The findings also illustrate that, between 2015 and 2019, there was a 50% increase in the percentage of claims with a loss of more than $500,000, from 1% in 2015 to 1.5% in 2019. Although claims with a loss of more than $500,000 accounted for only 1.5% of all claims in 2019, they accounted for almost half (45.4%) of all loss and ALAE. Claims with a loss between $100,000 and $500,000 accounted for 4.6% of claims and 29.2% of losses and ALAE.
For both claims with and without an attorney, cycle times were longer the greater the amount of loss. For claims with an attorney and amount of loss greater than $500,000 that closed in 2019, the average cycle time was 1,272 days. This represents an increase of more than 100 days from the average cycle time for claims with an attorney that closed in 2015. The average number of days from date of loss to claim closed for all claims with an attorney was 750 days in 2019 compared to only 195 days without an attorney.

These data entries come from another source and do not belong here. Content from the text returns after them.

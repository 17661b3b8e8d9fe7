use anyhow::{Context, Result, bail};
use clap::{Args, Parser, Subcommand, ValueEnum};
use serde_json::Value;
use std::io::Read;
use std::path::{Path, PathBuf};
use std::rc::Rc;
use trace_charts::{ChartEnv, ChartRegistry, DataFormat, Document, ImageFormat, Settings, storage};

/// Container id the CLI renders into.
const CONTAINER: &str = "chart";

#[derive(Parser, Debug)]
#[command(
    name = "trace-charts",
    version,
    about = "Render system-trace charts to SVG/PNG/JPEG or export their normalized data"
)]
struct Cli {
    #[command(subcommand)]
    cmd: Command,
}

#[derive(Subcommand, Debug)]
enum Command {
    /// Render a chart from a JSON payload.
    Render(RenderArgs),
    /// List the available themes.
    Themes(ConfigArgs),
    /// List the registered chart types.
    Types,
}

#[derive(ValueEnum, Clone, Copy, Debug, PartialEq, Eq)]
enum OutFormat {
    Svg,
    Png,
    Jpg,
    Json,
    Csv,
    Tsv,
}

#[derive(Args, Debug)]
struct ConfigArgs {
    /// Settings file (defaults to <config dir>/trace-charts/settings.json).
    #[arg(long)]
    config: Option<PathBuf>,
}

#[derive(Args, Debug)]
struct RenderArgs {
    /// Chart type: pie, bar, line, heatmap, timeline or flow.
    #[arg(short = 't', long = "type")]
    chart_type: String,
    /// JSON payload file, or `-` for stdin.
    #[arg(short, long)]
    data: PathBuf,
    /// Output path.
    #[arg(short, long)]
    out: PathBuf,
    /// Output format. If omitted, inferred from --out extension.
    #[arg(long, value_enum)]
    format: Option<OutFormat>,
    /// Chart options as a JSON object, e.g. '{"title":"Reads","sortData":false}'.
    #[arg(long)]
    options: Option<String>,
    /// Theme name (overrides settings).
    #[arg(long)]
    theme: Option<String>,
    /// Chart width in pixels (overrides settings).
    #[arg(long)]
    width: Option<f64>,
    /// Chart height in pixels (overrides settings).
    #[arg(long)]
    height: Option<f64>,
    #[command(flatten)]
    config: ConfigArgs,
}

fn infer_format(path: &Path) -> Result<OutFormat> {
    let ext = path
        .extension()
        .and_then(|e| e.to_str())
        .unwrap_or("svg")
        .to_ascii_lowercase();
    Ok(match ext.as_str() {
        "svg" => OutFormat::Svg,
        "png" => OutFormat::Png,
        "jpg" | "jpeg" => OutFormat::Jpg,
        "json" => OutFormat::Json,
        "csv" => OutFormat::Csv,
        "tsv" => OutFormat::Tsv,
        other => bail!("cannot infer output format from extension `.{other}`; pass --format"),
    })
}

fn read_payload(path: &Path) -> Result<Value> {
    let text = if path == Path::new("-") {
        let mut buf = String::new();
        std::io::stdin()
            .read_to_string(&mut buf)
            .context("read payload from stdin")?;
        buf
    } else {
        std::fs::read_to_string(path).with_context(|| format!("read payload {}", path.display()))?
    };
    serde_json::from_str(&text).context("payload is not valid JSON")
}

fn load_settings(args: &ConfigArgs) -> Result<Settings> {
    Settings::load(args.config.as_deref()).with_context(|| match &args.config {
        Some(p) => format!("load settings {}", p.display()),
        None => "load settings".to_string(),
    })
}

fn main() -> Result<()> {
    env_logger::Builder::from_env(env_logger::Env::default().default_filter_or("warn")).init();
    let cli = Cli::parse();
    match cli.cmd {
        Command::Render(args) => cmd_render(args),
        Command::Themes(args) => cmd_themes(args),
        Command::Types => {
            ChartRegistry::with_builtin(ChartEnv::default())
                .types()
                .iter()
                .for_each(|t| println!("{t}"));
            Ok(())
        }
    }
}

fn cmd_render(args: RenderArgs) -> Result<()> {
    let mut settings = load_settings(&args.config)?;
    if let Some(theme) = &args.theme {
        settings.theme = Some(theme.clone());
    }
    if let Some(w) = args.width {
        settings.width = w;
    }
    if let Some(h) = args.height {
        settings.height = h;
    }
    let format = match args.format {
        Some(f) => f,
        None => infer_format(&args.out)?,
    };
    let overrides: Value = match &args.options {
        Some(raw) => serde_json::from_str(raw).context("--options is not valid JSON")?,
        None => Value::Object(Default::default()),
    };
    let payload = read_payload(&args.data)?;

    let document = Rc::new(Document::new(settings.width, settings.height));
    document.add_container(CONTAINER, settings.width, settings.height);
    let env = ChartEnv::new(Rc::clone(&document));
    settings.apply(&env).context("apply settings")?;
    let registry = ChartRegistry::with_builtin(env);
    let options = settings.chart_options(&overrides);
    let handle = registry
        .create_with_data(&args.chart_type, CONTAINER, &options, &payload)
        .with_context(|| format!("render {} chart", args.chart_type))?;
    let mut chart = handle.borrow_mut();
    chart.settle()?;
    let records = chart.record_count();

    match format {
        OutFormat::Svg | OutFormat::Png | OutFormat::Jpg => {
            if let Some(panel) = document.panel(CONTAINER) {
                bail!("nothing to draw: {}", panel.message);
            }
            if format == OutFormat::Svg {
                let svg = chart.svg().context("chart produced no surface")?;
                storage::write_text(&svg, &args.out)?;
            } else {
                let image = if format == OutFormat::Png { ImageFormat::Png } else { ImageFormat::Jpeg };
                storage::write_bytes(&chart.export_image(image)?, &args.out)?;
            }
        }
        OutFormat::Json | OutFormat::Csv | OutFormat::Tsv => {
            let data = match format {
                OutFormat::Json => DataFormat::Json,
                OutFormat::Csv => DataFormat::Csv,
                _ => DataFormat::Tsv,
            };
            storage::write_text(&chart.export_data(data)?, &args.out)?;
        }
    }
    eprintln!(
        "Wrote {} chart ({} records) to {}",
        args.chart_type,
        records,
        args.out.display()
    );
    Ok(())
}

fn cmd_themes(args: ConfigArgs) -> Result<()> {
    let settings = load_settings(&args)?;
    let env = ChartEnv::default();
    settings.apply(&env).context("apply settings")?;
    let current = env.themes.current_name();
    for name in env.themes.names() {
        let theme = env.themes.get(Some(name.as_str()));
        let marker = if name == current { "*" } else { " " };
        println!("{marker} {name:<16} background={} text={} accent={}", theme.background, theme.text, theme.accent);
    }
    Ok(())
}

Implications for Increased Costs
Increasing attorney involvement in commercial auto claims is a very real concern. Commercial auto operations play a vital role in the U.S. economy by ensuring products reach the shelves of retailers, goods arrive at every consumer’s doorstep, and parts and supplies reach manufacturers. Artificially increasing costs to trucking companies and other businesses through increased attorney involvement will not only directly impact those companies, but also result in broader repercussions for the economy and consumers.
A 2020 report from the American Transportation Research Institute (ATRI) entitled, “Understanding the Impact of Nuclear Verdicts on the Trucking Industry,” validated these concerns. Examining a newly created trucking litigation database of 600 cases, ATRI found that in the first five years of data (2006-2010), there were only 26 cases over $1 million, whereas in the last five years of data (2015-2019), there were nearly 300 cases. Additionally, ATRI found that from 2010 to 2018 “the size of verdict awards grew 51.7% annually at the same time that standard inflation grew 1.7% annually and health care costs grew 2.9% annually.”
APCIA and the property casualty insurance industry have long prioritized the importance of highway safety. We continue our work to advance technology to make commercial and personal vehicles safer, support policies to reduce distracted and impaired driving, and improve and modernize the nation’s infrastructure to ensure the safety of our roads and highways. Public policymakers should also focus on meaningful reforms to restore balance to the civil justice system. Regulating misleading and inflammatory attorney advertising can help reduce excessive, frivolous, and redundant lawsuits, which increase costs for individuals, families, and all businesses.